Soit des phrases japonaises sans traduction ont été ajoutées.
Soit des liens ont été rompus, volontairement ou pas...

Oui, en effet, mais il y a aussi des problèmes de qualité. les phrases qui ne sont pas traduites n'ont pas trouvé preneur...

ou le niveau requis pour les traduire n'est pas disponible, ou leur sujet n'intéresse personne...
Le Mont Fuji...bof!

http://tatoeba.org/eng/contribu...r/mayok/page:5
See translations from Jun 19th 2011,
can we trust that?

Of course it could be someone else who just thought one could trust Google Translate.

I translated quite a few German sentences from mayok and used to trust them...

I can see that at least some are machine-translated. The Yiddish sentence reads "Antshuldikn mir, vos mol iz es?"
That's a mistranslation from English "Excuse me, what time is it?", time here being translated in the sense of "two times, three times, for times" (which is "mal" in German and hence "mol" in Yiddish).
I know that the Yiddish Google Translation is usually quite bad.
I believe it's *him* again.

I take my last comment back. I didn't see his other contributions and comments. Okay, no. I believe it's a user who once upon a time trusted Google Translate too much.
The Yiddish sentence is definitely wrong, but his German seems to be native.

Yep I don't think this account is a fake one from bora, my bora-fake-account-detector-3000-next-gen-deluxe-edition(tm) has recognized no "bora"-like pattern in his behaviour.

I confirm that, although my version is not as state-of-the-art as yours...

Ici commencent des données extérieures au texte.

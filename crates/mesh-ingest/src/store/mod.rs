//! Persistence of validated batches
//!
//! [`MeshSink`] is the seam between validation and storage. The SQLite
//! implementation writes a whole batch inside one transaction: either every
//! row is committed or none is.

pub mod schema;

use crate::config::ConflictMode;
use crate::error::Result;
use crate::pipeline::ValidatedBatch;
use crate::record::MeshRecord;
use rusqlite::{params, Connection, OptionalExtension, Row};
use std::path::Path;
use tracing::{debug, info};

/// Destination for validated batches
pub trait MeshSink {
    /// Write every record of `batch`. Returns the number of rows written.
    fn persist(&mut self, batch: &ValidatedBatch) -> Result<usize>;
}

const INSERT_SQL: &str = r#"
    INSERT INTO mesh (
        codename, trame, mass_surf, is_compat_interior_wall,
        mesh_height, mesh_width, roll_pallet, color_names
    ) VALUES (?1, ?2, ?3, ?4, ?5, ?6, ?7, ?8)
"#;

const UPSERT_SQL: &str = r#"
    INSERT INTO mesh (
        codename, trame, mass_surf, is_compat_interior_wall,
        mesh_height, mesh_width, roll_pallet, color_names
    ) VALUES (?1, ?2, ?3, ?4, ?5, ?6, ?7, ?8)
    ON CONFLICT(codename) DO UPDATE SET
        trame = excluded.trame,
        mass_surf = excluded.mass_surf,
        is_compat_interior_wall = excluded.is_compat_interior_wall,
        mesh_height = excluded.mesh_height,
        mesh_width = excluded.mesh_width,
        roll_pallet = excluded.roll_pallet,
        color_names = excluded.color_names
"#;

const SELECT_COLUMNS: &str = "codename, trame, mass_surf, is_compat_interior_wall, \
                              mesh_height, mesh_width, roll_pallet, color_names";

/// SQLite-backed mesh catalog
pub struct SqliteMeshStore {
    conn: Connection,
    on_conflict: ConflictMode,
}

impl SqliteMeshStore {
    /// Open (or create) the database at `path`
    pub fn open(path: impl AsRef<Path>) -> Result<Self> {
        let path = path.as_ref();
        if let Some(parent) = path.parent().filter(|p| !p.as_os_str().is_empty()) {
            std::fs::create_dir_all(parent)?;
        }

        let conn = Connection::open(path)?;
        schema::init_schema(&conn)?;
        debug!(path = %path.display(), "Opened mesh database");

        Ok(Self {
            conn,
            on_conflict: ConflictMode::default(),
        })
    }

    /// Private in-memory database
    pub fn open_in_memory() -> Result<Self> {
        let conn = Connection::open_in_memory()?;
        schema::init_schema(&conn)?;

        Ok(Self {
            conn,
            on_conflict: ConflictMode::default(),
        })
    }

    pub fn with_conflict_mode(mut self, mode: ConflictMode) -> Self {
        self.on_conflict = mode;
        self
    }

    /// Number of stored meshes
    pub fn count(&self) -> Result<usize> {
        let count: i64 = self
            .conn
            .query_row("SELECT COUNT(*) FROM mesh", [], |row| row.get(0))?;
        Ok(usize::try_from(count).unwrap_or_default())
    }

    /// Look up one mesh by product code
    pub fn get(&self, codename: &str) -> Result<Option<MeshRecord>> {
        let sql = format!("SELECT {} FROM mesh WHERE codename = ?1", SELECT_COLUMNS);
        let record = self
            .conn
            .query_row(&sql, params![codename], record_from_row)
            .optional()?;
        Ok(record)
    }

    /// All stored meshes ordered by product code
    pub fn list(&self) -> Result<Vec<MeshRecord>> {
        let sql = format!("SELECT {} FROM mesh ORDER BY codename", SELECT_COLUMNS);
        let mut stmt = self.conn.prepare(&sql)?;
        let records = stmt
            .query_map([], record_from_row)?
            .collect::<std::result::Result<Vec<_>, _>>()?;
        Ok(records)
    }
}

impl MeshSink for SqliteMeshStore {
    fn persist(&mut self, batch: &ValidatedBatch) -> Result<usize> {
        let sql = match self.on_conflict {
            ConflictMode::Fail => INSERT_SQL,
            ConflictMode::Replace => UPSERT_SQL,
        };

        // Dropping an uncommitted transaction rolls it back
        let tx = self.conn.transaction()?;
        {
            let mut stmt = tx.prepare(sql)?;
            for record in batch {
                stmt.execute(params![
                    record.codename,
                    record.trame,
                    record.mass_surf,
                    record.is_compat_interior_wall,
                    record.mesh_height,
                    record.mesh_width,
                    record.roll_pallet,
                    record.joined_colors(),
                ])?;
            }
        }
        tx.commit()?;

        info!(rows = batch.len(), "Batch committed");
        Ok(batch.len())
    }
}

fn record_from_row(row: &Row<'_>) -> rusqlite::Result<MeshRecord> {
    let colors: Option<String> = row.get(7)?;
    Ok(MeshRecord {
        codename: row.get(0)?,
        trame: row.get(1)?,
        mass_surf: row.get(2)?,
        is_compat_interior_wall: row.get(3)?,
        mesh_height: row.get(4)?,
        mesh_width: row.get(5)?,
        roll_pallet: row.get(6)?,
        color_names: colors
            .filter(|c| !c.is_empty())
            .map(|c| c.split(',').map(str::to_string).collect())
            .unwrap_or_default(),
    })
}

This user seems to leave and answer to comment, so may be drop him so comment on the languages in which he has added sentences that he hasn't added in his profile.

Por qué estoy viendo frases mías sin traducción, ¿cuando en realidad son todas traducciones que hice ?

¿sale en el log si alguien las desligó?
si es así debería salir el nombre del que lo hizo.
O si no, también debería salir el link a la frase a la que fue ligada inicialmente, y la puedes volver a ligar tú misma :)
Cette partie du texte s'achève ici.